Perhaps some of the main differences between universalism (everyone goes to heaven), inclusivism (some non-Christians will go to heaven) and exclusivism (salvation in Christ alone) rests both in the place of God’s Law and Christ’s Righteousness.
I created a diagram to explain this further:
Universalism excludes both God’s Law and Christ’s righteousness. Some universalists might argue that Christ’s righteousness covers mankind in toto and for this reason all go to heaven, but this contradicts the teaching of scripture that eternal life is dependent upon belief in Christ (John 3:16). Some universalists will likewise propose some level of God’s Law – or at least some social standard for individuals to follow. The problem with this is two-fold: 1) it is no longer a standard of righteousness, but rather a therapeutic moral code of ethics; 2) the idea of a consequence-free afterlife makes any reason for morals in this life absolutely senseless. That is, why avoid being a Heinrich Himmler and shoot for being an Oscar Schindler if both Schindler and Himmler will, in the end, both be in heaven?

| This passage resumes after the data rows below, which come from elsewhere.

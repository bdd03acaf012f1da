//! Atomic run counters with JSON persistence.

use crate::core::{ClassificationResult, SignalState};
use chrono::{DateTime, Utc};
use serde::{Deserialize, Serialize};
use std::path::PathBuf;
use std::sync::atomic::{AtomicU64, Ordering};
use std::sync::Arc;
use uuid::Uuid;

/// Counters for the current process.
#[derive(Debug)]
pub struct RunLog {
    /// Ticks classified
    ticks: AtomicU64,
    /// Ticks the outlier model flagged
    outlier_ticks: AtomicU64,
    red_ticks: AtomicU64,
    green_ticks: AtomicU64,
    blue_ticks: AtomicU64,
    /// Feature rows written by the recorder
    rows_recorded: AtomicU64,
    run_id: Uuid,
    session_start: DateTime<Utc>,
    persist_path: Option<PathBuf>,
}

impl RunLog {
    pub fn new() -> Self {
        Self {
            ticks: AtomicU64::new(0),
            outlier_ticks: AtomicU64::new(0),
            red_ticks: AtomicU64::new(0),
            green_ticks: AtomicU64::new(0),
            blue_ticks: AtomicU64::new(0),
            rows_recorded: AtomicU64::new(0),
            run_id: Uuid::new_v4(),
            session_start: Utc::now(),
            persist_path: None,
        }
    }

    /// Create a log that starts from, and saves back to, `path`.
    pub fn with_persistence(path: PathBuf) -> Self {
        let mut log = Self::new();
        log.persist_path = Some(path);

        if let Err(e) = log.load() {
            tracing::warn!("could not load previous run stats: {e}");
        }

        log
    }

    pub fn run_id(&self) -> Uuid {
        self.run_id
    }

    /// Record one classified tick and the state it produced.
    pub fn record_tick(&self, result: &ClassificationResult, state: SignalState) {
        self.ticks.fetch_add(1, Ordering::Relaxed);
        if result.outlier.is_outlier() {
            self.outlier_ticks.fetch_add(1, Ordering::Relaxed);
        }
        let counter = match state {
            SignalState::Red => &self.red_ticks,
            SignalState::Green => &self.green_ticks,
            SignalState::Blue => &self.blue_ticks,
        };
        counter.fetch_add(1, Ordering::Relaxed);
    }

    /// Record rows written by the recorder.
    pub fn record_rows(&self, count: u64) {
        self.rows_recorded.fetch_add(count, Ordering::Relaxed);
    }

    pub fn stats(&self) -> RunStats {
        RunStats {
            run_id: self.run_id,
            ticks: self.ticks.load(Ordering::Relaxed),
            outlier_ticks: self.outlier_ticks.load(Ordering::Relaxed),
            red_ticks: self.red_ticks.load(Ordering::Relaxed),
            green_ticks: self.green_ticks.load(Ordering::Relaxed),
            blue_ticks: self.blue_ticks.load(Ordering::Relaxed),
            rows_recorded: self.rows_recorded.load(Ordering::Relaxed),
            session_start: self.session_start,
            session_duration_secs: (Utc::now() - self.session_start).num_seconds().max(0) as u64,
        }
    }

    /// Get a summary string for display.
    pub fn summary(&self) -> String {
        let stats = self.stats();
        format!(
            "Run Statistics ({}):\n\
             - Ticks classified: {}\n\
             - Outlier ticks: {}\n\
             - RED / GREEN / BLUE ticks: {} / {} / {}\n\
             - Feature rows recorded: {}\n\
             - Session duration: {} seconds",
            stats.run_id,
            stats.ticks,
            stats.outlier_ticks,
            stats.red_ticks,
            stats.green_ticks,
            stats.blue_ticks,
            stats.rows_recorded,
            stats.session_duration_secs
        )
    }

    /// Save counters to disk.
    pub fn save(&self) -> Result<(), std::io::Error> {
        if let Some(ref path) = self.persist_path {
            if let Some(parent) = path.parent() {
                std::fs::create_dir_all(parent)?;
            }

            let stats = self.stats();
            let persisted = PersistedStats {
                ticks: stats.ticks,
                outlier_ticks: stats.outlier_ticks,
                red_ticks: stats.red_ticks,
                green_ticks: stats.green_ticks,
                blue_ticks: stats.blue_ticks,
                rows_recorded: stats.rows_recorded,
                last_run_id: stats.run_id,
                last_updated: Utc::now(),
            };

            let json = serde_json::to_string_pretty(&persisted).map_err(std::io::Error::other)?;

            std::fs::write(path, json)?;
        }
        Ok(())
    }

    fn load(&mut self) -> Result<(), std::io::Error> {
        if let Some(ref path) = self.persist_path {
            if path.exists() {
                let content = std::fs::read_to_string(path)?;
                let persisted: PersistedStats =
                    serde_json::from_str(&content).map_err(std::io::Error::other)?;

                self.ticks.store(persisted.ticks, Ordering::Relaxed);
                self.outlier_ticks
                    .store(persisted.outlier_ticks, Ordering::Relaxed);
                self.red_ticks.store(persisted.red_ticks, Ordering::Relaxed);
                self.green_ticks
                    .store(persisted.green_ticks, Ordering::Relaxed);
                self.blue_ticks.store(persisted.blue_ticks, Ordering::Relaxed);
                self.rows_recorded
                    .store(persisted.rows_recorded, Ordering::Relaxed);
            }
        }
        Ok(())
    }

    /// Reset all counters.
    pub fn reset(&self) {
        for counter in [
            &self.ticks,
            &self.outlier_ticks,
            &self.red_ticks,
            &self.green_ticks,
            &self.blue_ticks,
            &self.rows_recorded,
        ] {
            counter.store(0, Ordering::Relaxed);
        }
    }
}

impl Default for RunLog {
    fn default() -> Self {
        Self::new()
    }
}

/// Snapshot of the run counters.
#[derive(Debug, Clone, Serialize, Deserialize)]
pub struct RunStats {
    pub run_id: Uuid,
    pub ticks: u64,
    pub outlier_ticks: u64,
    pub red_ticks: u64,
    pub green_ticks: u64,
    pub blue_ticks: u64,
    pub rows_recorded: u64,
    pub session_start: DateTime<Utc>,
    pub session_duration_secs: u64,
}

/// Stats format for persistence.
#[derive(Debug, Serialize, Deserialize)]
struct PersistedStats {
    ticks: u64,
    outlier_ticks: u64,
    red_ticks: u64,
    green_ticks: u64,
    blue_ticks: u64,
    rows_recorded: u64,
    last_run_id: Uuid,
    last_updated: DateTime<Utc>,
}

/// Shared run log handle.
pub type SharedRunLog = Arc<RunLog>;

pub fn create_shared_log() -> SharedRunLog {
    Arc::new(RunLog::new())
}

pub fn create_shared_log_with_persistence(path: PathBuf) -> SharedRunLog {
    Arc::new(RunLog::with_persistence(path))
}

#[cfg(test)]
mod tests {
    use super::*;
    use crate::core::{ClassLabel, OutlierFlag};

    fn outlier() -> ClassificationResult {
        ClassificationResult::new(OutlierFlag::Outlier, ClassLabel::Class0)
    }

    fn normal() -> ClassificationResult {
        ClassificationResult::new(OutlierFlag::Inlier, ClassLabel::Class1)
    }

    #[test]
    fn test_tick_counting() {
        let log = RunLog::new();
        log.record_tick(&outlier(), SignalState::Green);
        log.record_tick(&outlier(), SignalState::Red);
        log.record_tick(&normal(), SignalState::Blue);

        let stats = log.stats();
        assert_eq!(stats.ticks, 3);
        assert_eq!(stats.outlier_ticks, 2);
        assert_eq!(stats.red_ticks, 1);
        assert_eq!(stats.green_ticks, 1);
        assert_eq!(stats.blue_ticks, 1);
    }

    #[test]
    fn test_reset() {
        let log = RunLog::new();
        log.record_rows(100);
        log.record_tick(&normal(), SignalState::Blue);
        log.reset();

        let stats = log.stats();
        assert_eq!(stats.rows_recorded, 0);
        assert_eq!(stats.ticks, 0);
    }

    #[test]
    fn test_persistence_accumulates_across_runs() {
        let path = std::env::temp_dir()
            .join(format!("anomaly-indicator-stats-{}.json", Uuid::new_v4()));

        let first = RunLog::with_persistence(path.clone());
        first.record_rows(100);
        first.record_tick(&normal(), SignalState::Blue);
        first.save().unwrap();

        let second = RunLog::with_persistence(path.clone());
        second.record_rows(50);
        let stats = second.stats();
        assert_eq!(stats.rows_recorded, 150);
        assert_eq!(stats.blue_ticks, 1);

        let _ = std::fs::remove_file(path);
    }

    #[test]
    fn test_summary_format() {
        let summary = RunLog::new().summary();
        assert!(summary.contains("Ticks classified"));
        assert!(summary.contains("RED / GREEN / BLUE"));
    }
}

Inclusivism might include God’s Law, but does not depend on Christ’s righteousness. It recognizes that God has a standard and a set rule of morality and ethics, but that nothing else is needed of others to obtain salvation. If a person is “good,” then it is possible for them to be considered saved and enter into heaven upon death. Therefore, whereas inclusivists may follow through the works of the Law, they will stop short at the righteousness of Christ. However, this seems to forget that “by the works of the Law no flesh will be justified in His sight” (Rom 3:20), and that all our good deeds “are like a filthy garment” (Isa 64:6). The point of the Law is to “shut up everyone under sin,” so that none may consider themselves righteous before God, and “so that the promise by faith in Jesus Christ might be given to those who believe” (Gal 3:22). As “all have sinned and fall short of the glory of God” (Rom 3:23), there is none on earth who is without need of Christ’s righteousness. Some inclusivists might argue that God may choose to bestow His righteousness upon unbelievers by His own mercy, but this thinking suffers in a few points:
1) No where in scripture does it say God has any obligation to save anyone outside of faith. Bringing unrepentant sinners into a state of repentance is enough of a sign of His mercy.
2) This ignores the constant teaching of scripture, which states that it is in faith by which we receive our righteousness. Those outside of faith are condemned already because they are outside of faith and still live in their sins (cf. John 3:18), and it is only “those who are in Christ Jesus” who are no longer under condemnation (Rom 8:1). Righteousness is given through faith, and the righteousness of Christ is solely conditional upon faith.
Exclusivism includes both God’s Law and Christ’s righteousness. We are saved by Christ alone for the glory of God alone. This salvation is based upon the imputed righteousness of Christ. This is that righteousness “apart from the Law,” which is only “through faith in Jesus Christ for all those who believe” (Rom 3:21-22). Christ told His followers:
I am the vine, you are the branches; he who abides in Me and I in him, he bears much fruit, for apart from Me you can do nothing. If anyone does not abide in Me, he is thrown away as a branch and dries up; and they gather them, and cast them into the fire and they are burned. [John 15:5-6]
Man left on his own is helpless without God. No one will be in hell simply because they did not meet a set of beliefs – but rather, they will be in hell for their sins. However, with Christ, the sacrifice for our sins and the only righteous man to ever live, we are able to stand before the Father and be considered sons in adoption.
Of course the world, as a whole, does not care for exclusivism, as the very name sounds like something with prejudice or bias. The world at large wants us to believe in universalism, whereas most liberal Christians think only someone with a closed mind would reject inclusivism. Nonetheless, exclusivism is simply another word for the biblical teachings of salvation. Many times in Acts and the epistles, salvation is always conditional upon the words “in Christ.” Always, always “in Christ.” There is no other way to describe the focal point of salvation except “in Christ.”